A Polícia da Bolívia prendeu nesta terça-feira (26) o megatraficante Gerson Palermo, um dos chefes do Primeiro Comando da Capital (PCC), que estava foragido há seis anos. Conforme apurado pelo g1, o criminoso deverá ser extraditado ao Brasil e levado para Corumbá (MS).

Condenado a quase 126 anos de prisão, Palermo estava foragido desde 2020, quando deixou o presídio federal de segurança máxima por decisão judicial, em Campo Grande. Pouco depois de ser solto, ele rompeu a tornozeleira eletrônica e fugiu. O criminoso integrava a lista dos mais procurados do Sistema Único de Segurança Pública.
A decisão que concedeu prisão domiciliar ao criminoso foi proferida pelo desembargador do Tribunal de Justiça de Mato Grosso do Sul (TJMS), Divoncir Schreiner Maran.
Em agosto de 2000, Palermo participou do sequestro de um Boeing 727 da antiga Vasp. O avião saiu do Aeroporto Internacional de Foz do Iguaçu com destino a Curitiba e foi tomado por criminosos cerca de 20 minutos após a decolagem. A aeronave foi forçada a pousar em Porecatu, no norte do Paraná, onde a quadrilha roubou nove malotes do Banco do Brasil, com cerca de R$ 5,5 milhões. Pelo crime, Palermo foi condenado a 66 anos e 9 meses de prisão.
Já em março de 2017, a Polícia Federal deflagrou a Operação All In para desmontar um esquema de tráfico internacional de drogas. Palermo foi apontado como um dos chefes do grupo. Segundo a investigação, a cocaína saía da Bolívia em aviões até Corumbá (MS) e depois era levada em caminhões para outros estados.

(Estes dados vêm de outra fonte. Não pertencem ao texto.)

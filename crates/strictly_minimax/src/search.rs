//! Minimax search with best-value cutoffs.
//!
//! X maximizes utility and O minimizes it. Each value function stops scanning
//! its remaining siblings once it has reached the best score its side can get
//! (+1 for X, -1 for O). This is not alpha-beta: no bounds flow down the tree.
//!
//! Actions are scanned row-major, and the root keeps the first action that
//! strictly improves its best score, so ties always go to the lowest square.

use super::invariants::validate;
use super::rules::{Utility, apply, is_terminal, legal_actions, player_to_move, utility};
use super::{Action, Board, Player, RulesError};
use serde::{Deserialize, Serialize};
use tracing::{debug, instrument};

/// Best score X can reach.
pub const X_WINS: Utility = 1;
/// Best score O can reach.
pub const O_WINS: Utility = -1;

/// Counters gathered during one search call.
#[derive(Debug, Clone, Copy, Default, PartialEq, Eq, Serialize, Deserialize)]
pub struct SearchStats {
    /// Boards visited, terminal ones included.
    pub nodes: u64,
    /// Times a value function skipped remaining siblings.
    pub cutoffs: u64,
}

impl std::ops::AddAssign for SearchStats {
    fn add_assign(&mut self, other: Self) {
        self.nodes += other.nodes;
        self.cutoffs += other.cutoffs;
    }
}

/// A legal action together with its minimax value.
#[derive(Debug, Clone, Copy, PartialEq, Eq, Serialize, Deserialize)]
pub struct ActionValue {
    /// The action.
    pub action: Action,
    /// Utility reached under optimal play after taking it.
    pub value: Utility,
}

/// Sequential minimax searcher.
///
/// Holds only statistics; every call starts from the board it is given.
#[derive(Debug, Clone, Default)]
pub struct Search {
    stats: SearchStats,
}

impl Search {
    /// Creates a searcher with zeroed statistics.
    pub fn new() -> Self {
        Self::default()
    }

    /// Statistics since the last `best_action` or `evaluate_actions` call.
    pub fn stats(&self) -> SearchStats {
        self.stats
    }

    /// Optimal action for the player to move, or `None` on a terminal board.
    ///
    /// # Errors
    ///
    /// [`RulesError::InvalidBoard`] if the board breaks the board invariants.
    #[instrument(skip(self, board))]
    pub fn best_action(&mut self, board: &Board) -> Result<Option<Action>, RulesError> {
        validate(board)?;
        self.stats = SearchStats::default();

        if is_terminal(board) {
            return Ok(None);
        }

        let mover = player_to_move(board);
        let target = optimum(mover);
        let mut best: Option<ActionValue> = None;

        for action in legal_actions(board) {
            let value = self.reply_value(mover, &apply(board, action)?)?;
            if best.is_none_or(|b| improves(mover, value, b.value)) {
                best = Some(ActionValue { action, value });
            }
            if value == target {
                break;
            }
        }

        debug!(
            ?mover,
            best = ?best,
            nodes = self.stats.nodes,
            cutoffs = self.stats.cutoffs,
            "Search finished"
        );
        Ok(best.map(|b| b.action))
    }

    /// Minimax value of every legal action, row-major.
    ///
    /// Empty on terminal boards.
    ///
    /// # Errors
    ///
    /// [`RulesError::InvalidBoard`] if the board breaks the board invariants.
    #[instrument(skip(self, board))]
    pub fn evaluate_actions(&mut self, board: &Board) -> Result<Vec<ActionValue>, RulesError> {
        validate(board)?;
        self.stats = SearchStats::default();

        if is_terminal(board) {
            return Ok(Vec::new());
        }

        let mover = player_to_move(board);
        let values = legal_actions(board)
            .into_iter()
            .map(|action| {
                let value = self.reply_value(mover, &apply(board, action)?)?;
                Ok::<_, RulesError>(ActionValue { action, value })
            })
            .collect::<Result<Vec<_>, RulesError>>()?;

        debug!(nodes = self.stats.nodes, cutoffs = self.stats.cutoffs, "Evaluation finished");
        Ok(values)
    }

    /// Value of a board where X is to move.
    pub fn max_value(&mut self, board: &Board) -> Result<Utility, RulesError> {
        self.stats.nodes += 1;
        if is_terminal(board) {
            return Ok(utility(board));
        }

        let actions = legal_actions(board);
        let mut value = Utility::MIN;
        for (i, action) in actions.iter().enumerate() {
            value = value.max(self.min_value(&apply(board, *action)?)?);
            if value == X_WINS {
                if i + 1 < actions.len() {
                    self.stats.cutoffs += 1;
                }
                return Ok(value);
            }
        }
        Ok(value)
    }

    /// Value of a board where O is to move.
    pub fn min_value(&mut self, board: &Board) -> Result<Utility, RulesError> {
        self.stats.nodes += 1;
        if is_terminal(board) {
            return Ok(utility(board));
        }

        let actions = legal_actions(board);
        let mut value = Utility::MAX;
        for (i, action) in actions.iter().enumerate() {
            value = value.min(self.max_value(&apply(board, *action)?)?);
            if value == O_WINS {
                if i + 1 < actions.len() {
                    self.stats.cutoffs += 1;
                }
                return Ok(value);
            }
        }
        Ok(value)
    }

    /// Value of `next` after `mover` has played into it.
    pub(crate) fn reply_value(&mut self, mover: Player, next: &Board) -> Result<Utility, RulesError> {
        match mover {
            Player::X => self.min_value(next),
            Player::O => self.max_value(next),
        }
    }
}

/// Best score reachable by `player`.
pub(crate) fn optimum(player: Player) -> Utility {
    match player {
        Player::X => X_WINS,
        Player::O => O_WINS,
    }
}

/// True when `value` is strictly better than `best` for `player`.
pub(crate) fn improves(player: Player, value: Utility, best: Utility) -> bool {
    match player {
        Player::X => value > best,
        Player::O => value < best,
    }
}

/// Picks `mover`'s best entry from row-major `values`, first one on ties.
///
/// Lets a caller that already holds [`evaluate_actions`] output choose an
/// action without searching again. Agrees with [`best_action`].
pub fn pick_best(mover: Player, values: &[ActionValue]) -> Option<ActionValue> {
    values.iter().copied().fold(None, |best, candidate| match best {
        Some(b) if !improves(mover, candidate.value, b.value) => Some(b),
        _ => Some(candidate),
    })
}

/// Optimal action for the player to move, or `None` on a terminal board.
///
/// Ties go to the first optimal action in row-major order.
///
/// # Errors
///
/// [`RulesError::InvalidBoard`] if the board breaks the board invariants.
pub fn best_action(board: &Board) -> Result<Option<Action>, RulesError> {
    Search::new().best_action(board)
}

/// Minimax value of every legal action, row-major.
pub fn evaluate_actions(board: &Board) -> Result<Vec<ActionValue>, RulesError> {
    Search::new().evaluate_actions(board)
}

/// Value of a board where X is to move.
pub fn max_value(board: &Board) -> Result<Utility, RulesError> {
    Search::new().max_value(board)
}

/// Value of a board where O is to move.
pub fn min_value(board: &Board) -> Result<Utility, RulesError> {
    Search::new().min_value(board)
}

#[cfg(test)]
mod tests {
    use super::*;
    use crate::initial_board;

    #[test]
    fn test_terminal_board_has_no_action() {
        let board: Board = "XXX/OO./...".parse().unwrap();
        assert_eq!(best_action(&board), Ok(None));
        assert_eq!(evaluate_actions(&board), Ok(Vec::new()));
    }

    #[test]
    fn test_takes_immediate_win() {
        let board: Board = "XX./OO./...".parse().unwrap();
        assert_eq!(best_action(&board), Ok(Some(Action::new(0, 2))));
    }

    #[test]
    fn test_o_takes_immediate_win() {
        let board: Board = "XX./OO./X..".parse().unwrap();
        assert_eq!(best_action(&board), Ok(Some(Action::new(1, 2))));
    }

    #[test]
    fn test_blocks_opponent() {
        // O must block X's top row.
        let board: Board = "XX./.O./...".parse().unwrap();
        assert_eq!(best_action(&board), Ok(Some(Action::new(0, 2))));
    }

    #[test]
    fn test_rejects_invalid_board() {
        let board: Board = "OO.......".parse().unwrap();
        assert!(matches!(
            best_action(&board),
            Err(RulesError::InvalidBoard { .. })
        ));
    }

    #[test]
    fn test_value_functions_on_terminal() {
        let board: Board = "XX./OOO/X..".parse().unwrap();
        assert_eq!(max_value(&board), Ok(-1));
        assert_eq!(min_value(&board), Ok(-1));
    }

    #[test]
    fn test_max_value_cuts_off_at_win() {
        let board: Board = "XX./OO./...".parse().unwrap();
        let mut search = Search::new();
        assert_eq!(search.max_value(&board), Ok(1));
        // (0, 2) is scanned first among five empties and wins on the spot.
        assert_eq!(search.stats(), SearchStats { nodes: 2, cutoffs: 1 });
    }

    #[test]
    fn test_min_value_cuts_off_at_loss() {
        let board: Board = ".XX/OO./X..".parse().unwrap();
        let mut search = Search::new();
        assert_eq!(search.min_value(&board), Ok(-1));
        // (0, 0) already forces a loss for X, so its three siblings are skipped.
        assert_eq!(search.stats(), SearchStats { nodes: 10, cutoffs: 3 });
    }

    #[test]
    fn test_pick_best_agrees_with_best_action() {
        for notation in ["X........", "XX./.O./...", "XX./OO./X..", ".XX/OO./X.."] {
            let board: Board = notation.parse().unwrap();
            let values = evaluate_actions(&board).unwrap();
            let picked = pick_best(player_to_move(&board), &values).map(|v| v.action);
            assert_eq!(Ok(picked), best_action(&board), "board {}", notation);
        }
    }

    #[test]
    fn test_pick_best_keeps_first_on_ties() {
        let values = [
            ActionValue { action: Action::new(0, 1), value: 0 },
            ActionValue { action: Action::new(1, 1), value: 1 },
            ActionValue { action: Action::new(2, 1), value: 1 },
        ];
        assert_eq!(pick_best(Player::X, &values), Some(values[1]));
        assert_eq!(pick_best(Player::O, &values), Some(values[0]));
        assert_eq!(pick_best(Player::X, &[]), None);
    }

    #[test]
    fn test_opening_values_are_draws() {
        let values = evaluate_actions(&initial_board()).unwrap();
        assert_eq!(values.len(), 9);
        assert!(values.iter().all(|v| v.value == 0));
    }

    #[test]
    fn test_opening_tie_breaks_to_first_square() {
        assert_eq!(best_action(&initial_board()), Ok(Some(Action::new(0, 0))));
    }
}
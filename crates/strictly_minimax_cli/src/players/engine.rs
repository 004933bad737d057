//! Minimax engine contestant.

use super::Contestant;
use anyhow::{Context, Result};
use strictly_minimax::{Action, Board, Search, best_action_par};
use tracing::{debug, instrument};

/// Plays the optimal action every turn.
#[derive(Debug, Clone)]
pub struct EnginePlayer {
    name: String,
    parallel: bool,
}

impl EnginePlayer {
    /// Creates an engine; `parallel` splits the root across threads.
    pub fn new(name: impl Into<String>, parallel: bool) -> Self {
        Self {
            name: name.into(),
            parallel,
        }
    }
}

impl Contestant for EnginePlayer {
    #[instrument(skip(self, board), fields(engine = %self.name))]
    fn choose(&mut self, board: &Board) -> Result<Action> {
        let action = if self.parallel {
            best_action_par(board)?
        } else {
            let mut search = Search::new();
            let action = search.best_action(board)?;
            debug!(stats = ?search.stats(), "Engine searched");
            action
        };
        action.context("Engine asked to move on a finished board")
    }

    fn name(&self) -> &str {
        &self.name
    }
}
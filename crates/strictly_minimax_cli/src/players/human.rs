//! Human contestant reading moves from a text stream.

use super::Contestant;
use anyhow::{Result, bail};
use std::io::{BufRead, Write};
use strictly_minimax::{Action, Board, apply};
use tracing::debug;

/// Human player typing `row col` (0-2 each) or a square number 1-9.
pub struct HumanPlayer<R, W> {
    name: String,
    input: R,
    prompt: W,
}

impl<R: BufRead, W: Write> HumanPlayer<R, W> {
    /// Creates a human player over the given input and prompt streams.
    pub fn new(name: impl Into<String>, input: R, prompt: W) -> Self {
        Self {
            name: name.into(),
            input,
            prompt,
        }
    }
}

/// Parses `row col`, `row,col` or a 1-based square number.
pub fn parse_action(line: &str) -> Option<Action> {
    let parts: Vec<&str> = line
        .split(|c: char| c.is_whitespace() || c == ',')
        .filter(|p| !p.is_empty())
        .collect();
    match parts.as_slice() {
        [square] => {
            let square: usize = square.parse().ok()?;
            Action::from_index(square.checked_sub(1)?)
        }
        [row, col] => Some(Action::new(row.parse().ok()?, col.parse().ok()?)),
        _ => None,
    }
}

impl<R: BufRead, W: Write> Contestant for HumanPlayer<R, W> {
    fn choose(&mut self, board: &Board) -> Result<Action> {
        loop {
            write!(self.prompt, "{}, your move (row col or 1-9): ", self.name)?;
            self.prompt.flush()?;

            let mut line = String::new();
            if self.input.read_line(&mut line)? == 0 {
                bail!("Input closed before {} moved", self.name);
            }

            let Some(action) = parse_action(&line) else {
                writeln!(self.prompt, "Could not read '{}'", line.trim())?;
                continue;
            };

            // The rules engine is the validator; its errors become the re-prompt.
            match apply(board, action) {
                Ok(_) => return Ok(action),
                Err(e) => {
                    debug!(%e, "Rejected human move");
                    writeln!(self.prompt, "{}", e)?;
                }
            }
        }
    }

    fn name(&self) -> &str {
        &self.name
    }
}
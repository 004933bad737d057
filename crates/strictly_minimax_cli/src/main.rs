//! Strictly Minimax - terminal front end
//!
//! Plays tic-tac-toe against a perfect minimax engine, pits the engine
//! against itself, runs random-move games, or analyses a single board.

#![warn(missing_docs)]
#![forbid(unsafe_code)]

mod cli;
mod config;
mod orchestrator;
mod players;
mod render;

use anyhow::{Context, Result};
use clap::Parser;
use cli::{Cli, Command};
use config::PlayConfig;
use orchestrator::Orchestrator;
use players::{Contestant, EnginePlayer, HumanPlayer, RandomPlayer};
use std::io::{self, Write};
use strictly_minimax::{
    Board, Outcome, Player, Search, evaluate_actions_par, pick_best, player_to_move,
};
use tracing::{info, instrument};
use tracing_subscriber::EnvFilter;

fn main() -> Result<()> {
    // Load .env file
    dotenvy::dotenv().ok();

    tracing_subscriber::fmt()
        .with_env_filter(
            EnvFilter::try_from_default_env().unwrap_or_else(|_| EnvFilter::new("warn")),
        )
        .with_writer(io::stderr)
        .init();

    let cli = Cli::parse();
    let config = PlayConfig::from_file(&cli.config)
        .with_context(|| format!("Loading {}", cli.config.display()))?
        .with_parallel(cli.parallel);

    match cli.command {
        Command::Play { human } => run_play(config.with_human(human)),
        Command::Selfplay { games } => run_selfplay(config.with_games(games)?),
        Command::Random { games, seed } => run_random(config.with_games(games)?.with_seed(seed)),
        Command::Best { board } => run_best(&board, *config.parallel()),
    }
}

/// Human against the engine on stdin/stdout.
#[instrument(skip(config))]
fn run_play(config: PlayConfig) -> Result<()> {
    let human: Box<dyn Contestant> = Box::new(HumanPlayer::new(
        "You",
        io::stdin().lock(),
        io::stdout(),
    ));
    let engine: Box<dyn Contestant> = Box::new(EnginePlayer::new("Engine", *config.parallel()));

    let (player_x, player_o) = match config.human() {
        Player::X => (human, engine),
        Player::O => (engine, human),
    };

    info!(human = %config.human(), "Starting human game");
    Orchestrator::new(player_x, player_o).play(&mut io::stdout())?;
    Ok(())
}

/// Engine against itself; every game must be a draw.
#[instrument(skip(config))]
fn run_selfplay(config: PlayConfig) -> Result<()> {
    let mut stdout = io::stdout();
    let mut draws = 0;
    for game in 1..=*config.games() {
        writeln!(stdout, "=== Game {} ===", game)?;
        let record = Orchestrator::new(
            Box::new(EnginePlayer::new("Engine X", *config.parallel())),
            Box::new(EnginePlayer::new("Engine O", *config.parallel())),
        )
        .play(&mut stdout)?;
        if record.outcome == Outcome::Draw {
            draws += 1;
        }
    }

    writeln!(stdout, "{} of {} games drawn", draws, config.games())?;
    anyhow::ensure!(draws == *config.games(), "Optimal self-play produced a decisive game");
    Ok(())
}

/// Random moves for both sides, printing the board and utility after every ply.
#[instrument(skip(config))]
fn run_random(config: PlayConfig) -> Result<()> {
    let mut stdout = io::stdout();
    let mut tally = [0u32; 3];
    for game in 0..*config.games() {
        writeln!(stdout, "=== Game {} ===", game + 1)?;
        let seed_for = |offset: u64| (*config.seed()).map(|s| s.wrapping_add(2 * u64::from(game) + offset));
        let record = Orchestrator::new(
            Box::new(RandomPlayer::new("Random X", seed_for(0))),
            Box::new(RandomPlayer::new("Random O", seed_for(1))),
        )
        .show_utility(true)
        .play(&mut stdout)?;

        let slot = match record.outcome {
            Outcome::Winner(Player::X) => 0,
            Outcome::Winner(Player::O) => 1,
            Outcome::Draw => 2,
        };
        tally[slot] += 1;
    }

    writeln!(
        stdout,
        "X wins: {}, O wins: {}, draws: {}",
        tally[0], tally[1], tally[2]
    )?;
    Ok(())
}

/// Prints the best action and every action's minimax value.
#[instrument]
fn run_best(notation: &str, parallel: bool) -> Result<()> {
    let board: Board = notation
        .parse()
        .with_context(|| format!("Parsing board '{}'", notation))?;
    strictly_minimax::validate(&board)?;

    let mut stdout = io::stdout();
    writeln!(stdout, "{}\n", render::render(&board))?;

    let values = if parallel {
        let (values, stats) = evaluate_actions_par(&board)?;
        info!(?stats, "Parallel evaluation");
        values
    } else {
        let mut search = Search::new();
        let values = search.evaluate_actions(&board)?;
        info!(stats = ?search.stats(), "Evaluation");
        values
    };

    let Some(best) = pick_best(player_to_move(&board), &values).map(|b| b.action) else {
        writeln!(
            stdout,
            "Game over: {}",
            strictly_minimax::outcome(&board).map_or("in progress".to_string(), |o| o.to_string())
        )?;
        return Ok(());
    };

    writeln!(stdout, "{} to move", player_to_move(&board))?;
    for value in &values {
        writeln!(stdout, "  {} {:<13} value {:>2}", value.action, value.action.label(), value.value)?;
    }
    writeln!(stdout, "Best action: {} {}", best, best.label())?;
    Ok(())
}
//! Game rules for tic-tac-toe.
//!
//! This module contains pure functions over a [`Board`](crate::Board).
//! Rules are separated from board storage so the search engine and the
//! contracts can compose them freely.

pub mod draw;
pub mod transition;
pub mod turn;
pub mod win;

pub use draw::{is_draw, is_full};
pub use transition::{Outcome, Utility, apply, is_terminal, legal_actions, outcome, utility};
pub use turn::player_to_move;
pub use win::winner;
//! Board rendering for the terminal.

use strictly_minimax::{Action, Board, Player, Square};

/// Renders the board with empty squares numbered 1-9 for input.
pub fn render(board: &Board) -> String {
    let mut result = String::new();
    for row in 0..3 {
        for col in 0..3 {
            let action = Action::new(row, col);
            let symbol = match board.get(action) {
                Some(Square::Occupied(Player::X)) => "X".to_string(),
                Some(Square::Occupied(Player::O)) => "O".to_string(),
                _ => (row * 3 + col + 1).to_string(),
            };
            result.push_str(&symbol);
            if col < 2 {
                result.push('|');
            }
        }
        if row < 2 {
            result.push_str("\n-+-+-\n");
        }
    }
    result
}

#[cfg(test)]
mod tests {
    use super::*;

    #[test]
    fn test_render_numbers_empty_squares() {
        let board: Board = "X../.O./...".parse().unwrap();
        assert_eq!(render(&board), "X|2|3\n-+-+-\n4|O|6\n-+-+-\n7|8|9");
    }
}
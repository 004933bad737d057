//! Errors raised by the rules and search engines.

use super::action::Action;

/// Error that can occur when applying an action or reading a board.
#[derive(Debug, Clone, PartialEq, Eq, derive_more::Display, derive_more::Error)]
pub enum RulesError {
    /// The action's coordinates fall outside the 3x3 board.
    #[display("Invalid position: ({row}, {col}) is outside the board")]
    InvalidPosition {
        /// Requested row.
        row: usize,
        /// Requested column.
        col: usize,
    },

    /// The action targets an occupied square.
    #[display("Invalid action: square {_0} is already occupied")]
    InvalidAction(#[error(not(source))] Action),

    /// The board could not arise from legal play.
    #[display("Invalid board: X={x_count}, O={o_count} ({reason})")]
    InvalidBoard {
        /// Number of X marks.
        x_count: usize,
        /// Number of O marks.
        o_count: usize,
        /// Violated invariants.
        reason: String,
    },

    /// Board notation did not hold exactly nine cells.
    #[display("Board notation must have 9 cells, got {got}")]
    InvalidBoardLength {
        /// Number of cells found.
        got: usize,
    },

    /// Board notation held an unknown cell character.
    #[display("Invalid character '{character}' at cell {position}")]
    InvalidCellCharacter {
        /// Offending character.
        character: char,
        /// Cell index where it appeared.
        position: usize,
    },
}
//! Root-parallel minimax using rayon.
//!
//! Each root action is searched on its own thread with its own [`Search`].
//! Boards are plain values, so the branches share nothing. The reduction
//! applies the same row-major tie-break as [`Search::best_action`], and the
//! two always agree.

use rayon::prelude::*;

use super::invariants::validate;
use super::rules::{apply, is_terminal, legal_actions, player_to_move};
use super::search::{ActionValue, Search, SearchStats, pick_best};
use super::{Action, Board, RulesError};
use tracing::{debug, instrument};

/// Evaluates every root action in parallel and returns them row-major,
/// along with the summed statistics.
///
/// # Errors
///
/// [`RulesError::InvalidBoard`] if the board breaks the board invariants.
#[instrument(skip(board))]
pub fn evaluate_actions_par(board: &Board) -> Result<(Vec<ActionValue>, SearchStats), RulesError> {
    validate(board)?;
    if is_terminal(board) {
        return Ok((Vec::new(), SearchStats::default()));
    }

    let mover = player_to_move(board);
    let branches = legal_actions(board)
        .into_par_iter()
        .map(|action| {
            let mut search = Search::new();
            let value = search.reply_value(mover, &apply(board, action)?)?;
            Ok::<_, RulesError>((ActionValue { action, value }, search.stats()))
        })
        .collect::<Result<Vec<_>, RulesError>>()?;

    let mut stats = SearchStats::default();
    let values = branches
        .into_iter()
        .map(|(value, branch_stats)| {
            stats += branch_stats;
            value
        })
        .collect();

    debug!(nodes = stats.nodes, cutoffs = stats.cutoffs, "Parallel evaluation finished");
    Ok((values, stats))
}

/// Parallel counterpart of [`crate::best_action`].
///
/// # Errors
///
/// [`RulesError::InvalidBoard`] if the board breaks the board invariants.
#[instrument(skip(board))]
pub fn best_action_par(board: &Board) -> Result<Option<Action>, RulesError> {
    let (values, _) = evaluate_actions_par(board)?;
    Ok(pick_best(player_to_move(board), &values).map(|b| b.action))
}

#[cfg(test)]
mod tests {
    use super::*;
    use crate::{best_action, evaluate_actions, initial_board};

    #[test]
    fn test_matches_sequential_on_opening() {
        let board = initial_board();
        assert_eq!(best_action_par(&board), best_action(&board));
    }

    #[test]
    fn test_matches_sequential_midgame() {
        for notation in ["X........", "X../.O./...", "XX./OO./...", "XO./.X./..O"] {
            let board: Board = notation.parse().unwrap();
            assert_eq!(best_action_par(&board), best_action(&board), "board {}", notation);
        }
    }

    #[test]
    fn test_values_match_sequential() {
        let board: Board = "X../.O./...".parse().unwrap();
        let (values, stats) = evaluate_actions_par(&board).unwrap();
        assert_eq!(values, evaluate_actions(&board).unwrap());
        assert!(stats.nodes >= values.len() as u64);
    }

    #[test]
    fn test_terminal_board() {
        let board: Board = "XOX/XOO/OXX".parse().unwrap();
        assert_eq!(best_action_par(&board), Ok(None));
    }
}
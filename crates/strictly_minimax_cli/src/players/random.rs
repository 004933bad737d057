//! Contestant that plays uniformly random legal moves.

use super::Contestant;
use anyhow::{Context, Result};
use rand::SeedableRng;
use rand::rngs::StdRng;
use rand::seq::SliceRandom;
use strictly_minimax::{Action, Board, legal_actions};

/// Picks any empty square at random.
#[derive(Debug)]
pub struct RandomPlayer {
    name: String,
    rng: StdRng,
}

impl RandomPlayer {
    /// Creates a random player; a seed makes its games reproducible.
    pub fn new(name: impl Into<String>, seed: Option<u64>) -> Self {
        let rng = match seed {
            Some(seed) => StdRng::seed_from_u64(seed),
            None => StdRng::from_entropy(),
        };
        Self {
            name: name.into(),
            rng,
        }
    }
}

impl Contestant for RandomPlayer {
    fn choose(&mut self, board: &Board) -> Result<Action> {
        legal_actions(board)
            .choose(&mut self.rng)
            .copied()
            .context("No empty square left")
    }

    fn name(&self) -> &str {
        &self.name
    }
}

A operação ocorreu em seis estados e apreendeu 810 quilos da droga.
Pelos crimes de tráfico e associação para o tráfico, ele foi condenado a mais 59 anos de prisão. Ao todo, as penas somam quase 126 anos.
Após as condenações, Palermo foi levado ao presídio federal de segurança máxima de Campo Grande, onde cumpria pena em regime fechado antes de obter a prisão domiciliar.
A extradição do criminoso ao Brasil já está em curso, e ele deve ser apresentado às autoridades brasileiras em Corumbá nos próximos dias.